Book Title	NCERT Exemplar for Class 9 Science
Related Study	NCERT Solutions for Class 9 Science Chapter 2 Is Matter around Us Pure Revision Notes for Class 9 Science Chapter 2 Is Matter around Us Pure MCQ for Class 9 Science Chapter 2 Is Matter around Us Pure Important Questions for Class 9 Science Chapter 2 Is Matter around Us Pure
Topics Covered	MCQ Short Answers Questions Long Answers Questions

NCERT Exemplar Solutions for Chapter 2 Is Matter around Us Pure Class 9 Science

Multiple Choice Questions

1. Which of the following statements are true for pure substances?
(i) Pure substances contains only one kind of particles.
(ii) Pure substances may be compounds or mixtures.
(iii) Pure substances have the same composition throughout.
(iv) Pure substances can be exemplified by all elements other than nickel.
(a) (i) and (ii)
(b) (i) and (iii)
(c) (iii) and (iv)
(d) (ii) and (iii)

Solution

(b) (i) and (iii)

2. Rusting of an article made up of iron is called :
(a) corrosion and it is a physical as well as chemical change.
(b) dissolution and it is a physical change.
(c) corrosion and it is a chemical change.
(d) dissolution and it is a chemical change.

Solution

(c) corrosion and it is a chemical change.
Rusting of iron is also known as corrosion and it is a chemical change because rust is a chemical compound called hydrated iron oxide Fe₂O₃. nH₂O, iron(III) which is different from elemental iron.
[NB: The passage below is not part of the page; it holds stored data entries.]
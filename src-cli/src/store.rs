use std::{
    fs::{self, OpenOptions},
    io::{ErrorKind, Write},
    path::{Path, PathBuf},
};

use comment_engine::{EventId, EventSnapshot};

pub const DEFAULT_STATE_FILE: &str = "event-comments.json";

#[derive(Debug, thiserror::Error)]
pub enum Error {
    #[error("IO error: {0}")]
    Io(#[from] std::io::Error),
    #[error("JSON error in state file: {0}")]
    Json(#[from] serde_json::Error),
    #[error("State file {0} not found; run `evc init` first")]
    Missing(PathBuf),
    #[error("State file {0} already exists")]
    AlreadyExists(PathBuf),
}

pub type Result<T, E = Error> = std::result::Result<T, E>;

/// Create a state file holding an empty page for `event_id`.
pub fn init(path: &Path, event_id: EventId) -> Result<EventSnapshot> {
    let snapshot = EventSnapshot::empty(event_id);
    let mut file = match OpenOptions::new().write(true).create_new(true).open(path) {
        Ok(file) => file,
        Err(err) if err.kind() == ErrorKind::AlreadyExists => {
            return Err(Error::AlreadyExists(path.to_path_buf()));
        }
        Err(err) => return Err(err.into()),
    };
    file.write_all(serde_json::to_string_pretty(&snapshot)?.as_bytes())?;
    log::info!("initialized {} for event {}", path.display(), snapshot.event_id);
    Ok(snapshot)
}

pub fn load(path: &Path) -> Result<EventSnapshot> {
    let content = match fs::read_to_string(path) {
        Ok(content) => content,
        Err(err) if err.kind() == ErrorKind::NotFound => {
            return Err(Error::Missing(path.to_path_buf()));
        }
        Err(err) => return Err(err.into()),
    };
    let snapshot: EventSnapshot = serde_json::from_str(&content)?;
    log::debug!(
        "loaded {} comments for event {} from {}",
        snapshot.comments.len(),
        snapshot.event_id,
        path.display()
    );
    Ok(snapshot)
}

/// Replace the state file. Writes a sibling temp file first so a crash never
/// leaves a half-written snapshot behind.
pub fn write(path: &Path, snapshot: &EventSnapshot) -> Result<()> {
    let json = serde_json::to_string_pretty(snapshot)?;
    let mut tmp = path.as_os_str().to_owned();
    tmp.push(".tmp");
    let tmp = PathBuf::from(tmp);
    fs::write(&tmp, json)?;
    fs::rename(&tmp, path)?;
    log::debug!("wrote {}", path.display());
    Ok(())
}
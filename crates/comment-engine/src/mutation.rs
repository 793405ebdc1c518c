use chrono::{DateTime, Utc};
use serde::{Deserialize, Serialize};

use crate::model::{Comment, EntityRef, Reply};
use crate::reaction::ReactionState;
use crate::{CommentId, ReplyId};

/// A committed change to the comment state, in the form a persistence
/// backend would replay it.
#[derive(Debug, Clone, PartialEq, Serialize, Deserialize)]
#[serde(tag = "type", rename_all = "snake_case")]
pub enum Mutation {
    CommentCreated {
        comment: Comment,
    },
    ReplyCreated {
        comment: CommentId,
        parent: Option<ReplyId>,
        reply: Reply,
    },
    ContentEdited {
        entity: EntityRef,
        content: String,
    },
    /// A comment removed along with every reply beneath it.
    CommentDeleted {
        comment: CommentId,
        replies: Vec<ReplyId>,
    },
    /// A reply subtree removed; `replies` starts with the subtree root.
    RepliesDeleted {
        comment: CommentId,
        replies: Vec<ReplyId>,
    },
    Reacted {
        entity: EntityRef,
        reaction: ReactionState,
    },
    RatingSubmitted {
        value: u8,
    },
    RatingEdited {
        previous: u8,
        value: u8,
    },
}

impl Mutation {
    /// The entity the mutation touched, if it is about one.
    pub fn entity(&self) -> Option<EntityRef> {
        match self {
            Mutation::CommentCreated { comment } => Some(comment.entity()),
            Mutation::ReplyCreated { comment, reply, .. } => Some(EntityRef::Reply {
                comment: *comment,
                reply: reply.id,
            }),
            Mutation::ContentEdited { entity, .. } | Mutation::Reacted { entity, .. } => {
                Some(*entity)
            }
            Mutation::CommentDeleted { comment, .. } => Some(EntityRef::Comment(*comment)),
            Mutation::RepliesDeleted { comment, replies } => {
                replies.first().map(|reply| EntityRef::Reply {
                    comment: *comment,
                    reply: *reply,
                })
            }
            Mutation::RatingSubmitted { .. } | Mutation::RatingEdited { .. } => None,
        }
    }
}

#[derive(Debug, Clone, PartialEq, Serialize, Deserialize)]
pub struct MutationEntry {
    pub at: DateTime<Utc>,
    #[serde(flatten)]
    pub mutation: Mutation,
}

#[cfg(test)]
mod tests {
    use chrono::TimeZone;

    use super::*;

    #[test]
    fn test_entry_serializes_flat() {
        let entry = MutationEntry {
            at: Utc.with_ymd_and_hms(2026, 1, 5, 14, 30, 0).unwrap(),
            mutation: Mutation::RatingEdited {
                previous: 4,
                value: 2,
            },
        };
        let json = serde_json::to_value(&entry).unwrap();
        assert_eq!(
            json,
            serde_json::json!({
                "at": "2026-01-05T14:30:00Z",
                "type": "rating_edited",
                "previous": 4,
                "value": 2,
            })
        );
        let back: MutationEntry = serde_json::from_value(json).unwrap();
        assert_eq!(back, entry);
    }

    #[test]
    fn test_entity_of_reply_delete_is_subtree_root() {
        let mutation = Mutation::RepliesDeleted {
            comment: CommentId::new(1),
            replies: vec![ReplyId::new(12), ReplyId::new(13)],
        };
        assert_eq!(
            mutation.entity(),
            Some(EntityRef::Reply {
                comment: CommentId::new(1),
                reply: ReplyId::new(12),
            })
        );
        assert_eq!(Mutation::RatingSubmitted { value: 3 }.entity(), None);
    }
}
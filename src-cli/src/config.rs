use std::{
    fs,
    io::ErrorKind,
    path::{Path, PathBuf},
};

use anyhow::Context;
use comment_engine::EngineConfig;

pub fn get_config_dir() -> Option<PathBuf> {
    dirs::config_dir().map(|dir| dir.join("event-comments"))
}

pub fn default_config_path() -> Option<PathBuf> {
    get_config_dir().map(|dir| dir.join("config.json"))
}

/// Load the engine config from `path`, or from the default location when no
/// path is given. A missing file means defaults.
pub fn load(path: Option<&Path>) -> anyhow::Result<EngineConfig> {
    let path = match path {
        Some(path) => path.to_path_buf(),
        None => match default_config_path() {
            Some(path) => path,
            None => {
                log::debug!("no config directory on this platform, using defaults");
                return Ok(EngineConfig::default());
            }
        },
    };
    let content = match fs::read_to_string(&path) {
        Ok(content) => content,
        Err(err) if err.kind() == ErrorKind::NotFound => {
            log::debug!("no config at {}, using defaults", path.display());
            return Ok(EngineConfig::default());
        }
        Err(err) => {
            return Err(err).with_context(|| format!("failed to read {}", path.display()));
        }
    };
    let config = serde_json::from_str(&content)
        .with_context(|| format!("invalid config file {}", path.display()))?;
    log::debug!("loaded config from {}", path.display());
    Ok(config)
}

#[cfg(test)]
mod tests {
    use super::*;

    #[test]
    fn test_missing_file_gives_defaults() {
        let dir = tempfile::tempdir().unwrap();
        let config = load(Some(&dir.path().join("config.json"))).unwrap();
        assert_eq!(config, EngineConfig::default());
    }

    #[test]
    fn test_partial_file_overrides() {
        let dir = tempfile::tempdir().unwrap();
        let path = dir.path().join("config.json");
        fs::write(&path, r#"{ "max_content_chars": 20 }"#).unwrap();
        let config = load(Some(&path)).unwrap();
        assert_eq!(config.max_content_chars, 20);
        assert_eq!(config.max_display_depth, 3);
    }

    #[test]
    fn test_invalid_file_is_an_error() {
        let dir = tempfile::tempdir().unwrap();
        let path = dir.path().join("config.json");
        fs::write(&path, "{ max_content_chars: }").unwrap();
        let err = load(Some(&path)).unwrap_err();
        assert!(err.to_string().contains("invalid config file"));
    }
}
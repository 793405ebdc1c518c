use chrono::{DateTime, Utc};

/// Source of "now" for creation timestamps and relative-age labels.
pub trait Clock {
    fn now(&self) -> DateTime<Utc>;
}

/// Wall-clock time.
#[derive(Debug, Clone, Copy, Default)]
pub struct SystemClock;

impl Clock for SystemClock {
    fn now(&self) -> DateTime<Utc> {
        Utc::now()
    }
}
3. A mixture of sulphur and carbon disulphide is :
(a) heterogeneous and shows Tyndall effect.
(b) homogeneous and shows Tyndall effect.
(c) heterogeneous and does not show Tyndall effect.
(d) homogeneous and does not show Tyndall effect.

Solution

(d) homogeneous and does not show Tyndall effect.
A mixture of sulphur and carbon disulphide is heterogeneous in nature and it shows Tyndall effect. This happens because the particles are big enough to scatter light.

4. Tincture of iodine has antiseptic properties. This solution is made by dissolving :
(a) Iodine in potassium iodide
(b) Iodine in vaseline
(c) Iodine in water
(d) Iodine in alcohol

Solution

(d) Iodine in alcohol.
Tincture is prepared by using2-7% elemental iodine, either potassium iodide or sodium dissolved in alcohol. Alcohol is a good solvent and iodine does not dissolve in water, so alcohol should be used.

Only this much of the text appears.